Nitrofurantoïne : rappel sur
le respect des indications et
le bon usage

Cher(e)s membres AFU et AFUF,

L'Association Française d'Urologie vous fait suivre le Point d'Information de l'ANSM du 26/05/2016 concernant le rappel des indications et le bon usage de la Nitrofurantoïne (Furadantine®).

Le secrétariat

Nitrofurantoïne : rappel sur le respect des indications et le bon usage - Point d'Information

L'ANSM a mis en évidence la persistance d’une utilisation hors du cadre restrictif de l’autorisation de mise sur le marché (AMM) de la nitrofurantoïne, de l’ordre de 60 % des prescriptions. Elle souhaite donc renforcer l’information concernant le bon usage de cet antibiotique dont les indications avaient déjà été restreintes en 2012 du fait d’effets indésirables pulmonaires et hépatiques graves rapportés. Il est ainsi rappelé que la nitrofurantoïne est réservée au traitement des infections urinaires sous quatre conditions : en traitement curatif et non prophylactique, pour des infections documentées, uniquement chez la femme et non chez l’homme, et pour une durée brève (5-7 jours).

Rappel

La nitrofurantoïne (Furadantine) est un antibiotique indiqué dans le traitement curatif de la cystite documentée due à des germes sensibles, chez la femme adulte, l’adolescente et la petite fille à partir de 6 ans, lorsqu’aucun autre antibiotique présentant un meilleur rapport bénéfice-risque ne peut être utilisé par voie orale. Une utilisation en traitement curatif probabiliste peut toutefois être envisagée, mais uniquement en cas d'urgence à instaurer un traitement et/ou selon les antécédents de cystites chez la patiente. Elle ne doit pas être utilisée dans le traitement des infections urinaires chez l’homme, ni en traitement prophylactique.
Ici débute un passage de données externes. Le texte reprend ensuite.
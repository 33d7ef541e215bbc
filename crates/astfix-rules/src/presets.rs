//! Rule registries.

use crate::{CallSuperInConstructor, DoubleQuotes, UseLetNeverReassigned};
use astfix_core::{FixRuleBox, LintRuleBox};

/// Which pipeline stage a rule belongs to.
#[derive(Debug, Clone, Copy, PartialEq, Eq)]
pub enum RuleStage {
    /// Read-only check run by `astfix lint`.
    Check,
    /// Rewrite applied by `astfix format`.
    Fix,
}

impl std::fmt::Display for RuleStage {
    fn fmt(&self, f: &mut std::fmt::Formatter<'_>) -> std::fmt::Result {
        match self {
            Self::Check => write!(f, "check"),
            Self::Fix => write!(f, "fix"),
        }
    }
}

/// Summary of a built-in rule.
#[derive(Debug, Clone, PartialEq, Eq)]
pub struct RuleInfo {
    /// Rule code.
    pub code: &'static str,
    /// Rule name, used as the config key.
    pub name: &'static str,
    /// What the rule does.
    pub description: &'static str,
    /// Stage the rule runs in.
    pub stage: RuleStage,
}

/// Returns every check rule, in evaluation order.
#[must_use]
pub fn lint_rules() -> Vec<LintRuleBox> {
    vec![Box::new(CallSuperInConstructor::new())]
}

/// Returns every fix rule, in evaluation order.
///
/// Declaration fixes run before literal fixes on the same node.
#[must_use]
pub fn fix_rules() -> Vec<FixRuleBox> {
    vec![
        Box::new(UseLetNeverReassigned::new()),
        Box::new(DoubleQuotes::new()),
    ]
}

/// Describes every built-in rule.
#[must_use]
pub fn rule_catalog() -> Vec<RuleInfo> {
    let checks = lint_rules().into_iter().map(|r| RuleInfo {
        code: r.code(),
        name: r.name(),
        description: r.description(),
        stage: RuleStage::Check,
    });
    let fixes = fix_rules().into_iter().map(|r| RuleInfo {
        code: r.code(),
        name: r.name(),
        description: r.description(),
        stage: RuleStage::Fix,
    });
    checks.chain(fixes).collect()
}

/// Names of every built-in rule, for config validation.
#[must_use]
pub fn rule_names() -> Vec<&'static str> {
    rule_catalog().into_iter().map(|info| info.name).collect()
}

#[cfg(test)]
mod tests {
    use super::*;

    #[test]
    fn catalog_lists_all_rules() {
        let codes: Vec<_> = rule_catalog().iter().map(|r| r.code).collect();
        assert_eq!(codes, vec!["TS001", "TS101", "TS102"]);
    }

    #[test]
    fn names_are_unique() {
        let mut names = rule_names();
        names.sort_unstable();
        names.dedup();
        assert_eq!(names.len(), 3);
        assert!(names.contains(&"double-quotes"));
    }

    #[test]
    fn fix_order() {
        let names: Vec<_> = fix_rules().iter().map(|r| r.name()).collect();
        assert_eq!(names, vec!["use-let-never-reassigned", "double-quotes"]);
    }
}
Persistance d’une utilisation hors du cadre restrictif de l’AMM de la nitrofurantoïne[1]

En 2015, l’ANSM a conduit une étude[2]  pour identifier le profil des patients traités par nitrofurantoïne en France entre mars 2012 et février 2015 et évaluer le respect des indications de l’AMM. A partir de la base de données de l’échantillon généraliste des bénéficiaires (EGB)[3] , une cohorte de près de 8 000 patients (85 % de femmes et 15 % d’hommes) ayant reçu un traitement par nitrofurantoïne a ainsi été analysée.

Il y a été mis en évidence que 60 % des prescriptions étaient non conformes à l’AMM. Parmi celles-ci, la proportion de patients masculins traités par nitrofurantoïne (15 % environ) reste importante malgré l’absence d’indication pour cette population.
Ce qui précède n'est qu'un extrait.